Rick Hall dubbed backing vocals onto 'You Better Move On' and took the tape to Nashville where it was rejected by almost every A&R man including Chet
Atkins at RCA-Victor. Finally, he ran into Noel Ball, local disc-jockey and Nashville representative for Dot Records. Ball, once a member of the Crescendos,
signed a tape-lease deal and subsequently produced Arthur himself." I got 2%" Hall recalled in 1973." Because of my lack of knowledge about contracts I never
got to produce another side with Arthur. That act was stolen from me. Nonetheless 'You Better Move On' was a hit (No 24 in 1962) and Hall's 2% amounted to
$10,000 which helped him launch a new studio where he eventually recorded some two dozen million-sellers including Aretha Franklin's first major hit.
In Ball's hands, Alexander's recordings took a more commercial turn which paid off when the follow-up 'Where Have You Been', a Barry Mann-Cynthia Well
song, reached the top 60. 'Anna', Alexander's own composition, provided a third Hot 100 entry and his only Top 10 R&B hit ‘Go Home Girl', his most
compassionate song, merely peaked at No 102 in January 1963, the year in which most of his royalties came from Steve Alaimo's hit version of another
Alexander composition 'Every Day I Have To Cry'. Few people heard such an equally rewarding song as his fine interpretation of C&W favorite like 'Detroit
City'.
In April 1966, Alexander came to Britain where his tour took in appearances at the Ram-Jam Club and the Flamingo. A tall, awkward figure with slightly Oriental
features, he stood onstage for 30 minutes, sang ‘lf I Had A Hammer', looked at his watch and marched off in mid-song.

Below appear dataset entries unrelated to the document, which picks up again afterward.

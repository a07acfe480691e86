//! Shell-style glob matching for `container_filter`/`ship_filter`, built on
//! `regex` rather than adding a dedicated glob crate since the HTTP probe
//! already pulls `regex` in for body matching.

use regex::Regex;

use crate::error::{MaestroError, Result};

/// A compiled glob pattern supporting `*` (any run of characters) and `?`
/// (any single character); everything else matches literally.
#[derive(Debug, Clone)]
pub struct Glob(Regex);

impl Glob {
    /// Compile a glob pattern.
    pub fn compile(pattern: &str) -> Result<Self> {
        let mut regex_src = String::from("^");
        for ch in pattern.chars() {
            match ch {
                '*' => regex_src.push_str(".*"),
                '?' => regex_src.push('.'),
                c => regex_src.push_str(&regex::escape(&c.to_string())),
            }
        }
        regex_src.push('$');
        let regex = Regex::new(&regex_src)
            .map_err(|e| MaestroError::configuration(format!("invalid glob pattern `{pattern}`: {e}")))?;
        Ok(Self(regex))
    }

    /// Whether `candidate` matches this glob.
    pub fn matches(&self, candidate: &str) -> bool {
        self.0.is_match(candidate)
    }
}

#[cfg(test)]
mod tests {
    use super::*;

    #[test]
    fn star_matches_any_suffix() {
        let glob = Glob::compile("web-*").unwrap();
        assert!(glob.matches("web-1"));
        assert!(glob.matches("web-"));
        assert!(!glob.matches("db-1"));
    }

    #[test]
    fn question_mark_matches_one_char() {
        let glob = Glob::compile("web-?").unwrap();
        assert!(glob.matches("web-1"));
        assert!(!glob.matches("web-12"));
    }

    #[test]
    fn exact_pattern_with_no_wildcards() {
        let glob = Glob::compile("web-1").unwrap();
        assert!(glob.matches("web-1"));
        assert!(!glob.matches("web-10"));
    }
}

A Marquee appearance was, if anything,
less charismatic. He sang'(Baby) For You', his first record under a new contract with Sound Stage 7; the audience, however, had come to see the Action, and
reserved their applause for the lead singer's pink trousers.

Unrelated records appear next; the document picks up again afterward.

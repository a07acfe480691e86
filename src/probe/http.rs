//! HTTP request probe, grounded on the health-check HTTP endpoint checker.

use regex::Regex;
use std::time::Duration;

use crate::error::Result;

const REQUEST_TIMEOUT: Duration = Duration::from_secs(5);

/// A probe that issues an HTTP request and succeeds on a 2xx/3xx status,
/// optionally also requiring the body to match a regex.
#[derive(Debug, Clone)]
pub struct HttpProbe {
    port: u16,
    scheme: String,
    method: String,
    path: String,
    regex: Option<Regex>,
    tls_verify: bool,
}

impl HttpProbe {
    /// Build a probe for the given port, defaulting to a plain `GET /`.
    pub fn new(port: u16) -> Self {
        Self {
            port,
            scheme: "http".to_string(),
            method: "GET".to_string(),
            path: "/".to_string(),
            regex: None,
            tls_verify: true,
        }
    }

    /// Set the request path.
    pub fn path(mut self, path: impl Into<String>) -> Self {
        self.path = path.into();
        self
    }

    /// Set the HTTP method.
    pub fn method(mut self, method: impl Into<String>) -> Self {
        self.method = method.into();
        self
    }

    /// Set the URL scheme (`http` or `https`).
    pub fn scheme(mut self, scheme: impl Into<String>) -> Self {
        self.scheme = scheme.into();
        self
    }

    /// Require TLS certificate verification (only relevant for `https`).
    pub fn tls_verify(mut self, verify: bool) -> Self {
        self.tls_verify = verify;
        self
    }

    /// Compile and attach a body-matching regex.
    pub fn regex(mut self, pattern: &str) -> Result<Self> {
        self.regex = Some(Regex::new(pattern).map_err(|e| {
            crate::error::MaestroError::configuration(format!("invalid probe regex: {e}"))
        })?);
        Ok(self)
    }

    fn url(&self, host: &str) -> String {
        format!("{}://{}:{}{}", self.scheme, host, self.port, self.path)
    }

    /// Issue the request once.
    pub async fn test(&self, host: &str) -> bool {
        let client = match reqwest::Client::builder()
            .timeout(REQUEST_TIMEOUT)
            .danger_accept_invalid_certs(!self.tls_verify)
            .build()
        {
            Ok(c) => c,
            Err(_) => return false,
        };
        let method = match self.method.to_ascii_uppercase().as_str() {
            "POST" => reqwest::Method::POST,
            "HEAD" => reqwest::Method::HEAD,
            "PUT" => reqwest::Method::PUT,
            _ => reqwest::Method::GET,
        };
        let response = match client.request(method, self.url(host)).send().await {
            Ok(r) => r,
            Err(_) => return false,
        };
        if !response.status().is_success() && !response.status().is_redirection() {
            return false;
        }
        match &self.regex {
            None => true,
            Some(re) => match response.text().await {
                Ok(body) => re.is_match(&body),
                Err(_) => false,
            },
        }
    }
}

#[cfg(test)]
mod tests {
    use super::*;

    #[test]
    fn url_includes_scheme_and_path() {
        let probe = HttpProbe::new(8080).path("/healthz").scheme("https");
        assert_eq!(probe.url("10.0.0.1"), "https://10.0.0.1:8080/healthz");
    }

    #[tokio::test]
    async fn unreachable_host_is_failure() {
        let probe = HttpProbe::new(1);
        assert!(!probe.test("127.0.0.1").await);
    }
}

Although Monument's Sound Stage 7 persevered for 4 years, Arthur was not equipped to handle success. We don't know why, as neither he, nor his associates
have ever talked directly about his problems, although Alexander has referred to a lengthy illness which seriously affected the quality of his work. Apart from an
unissued session for ABC-Dunhill, he disappeared until 1972 when he went to Memphis to record an album for Warner Bros.
A return to Muscle Shoals brought forth a pop hit on Buddah with 'Every Day I Have To Cry Some' (No 45 in 1975) but the renaissance was short-lived. He
appeared on Music Mill with a tribute to Elvis in 1977 and shared a Koala album with Carl Perkins in 1979.
As Alexander began a comeback in 1993, he died of a heart attack.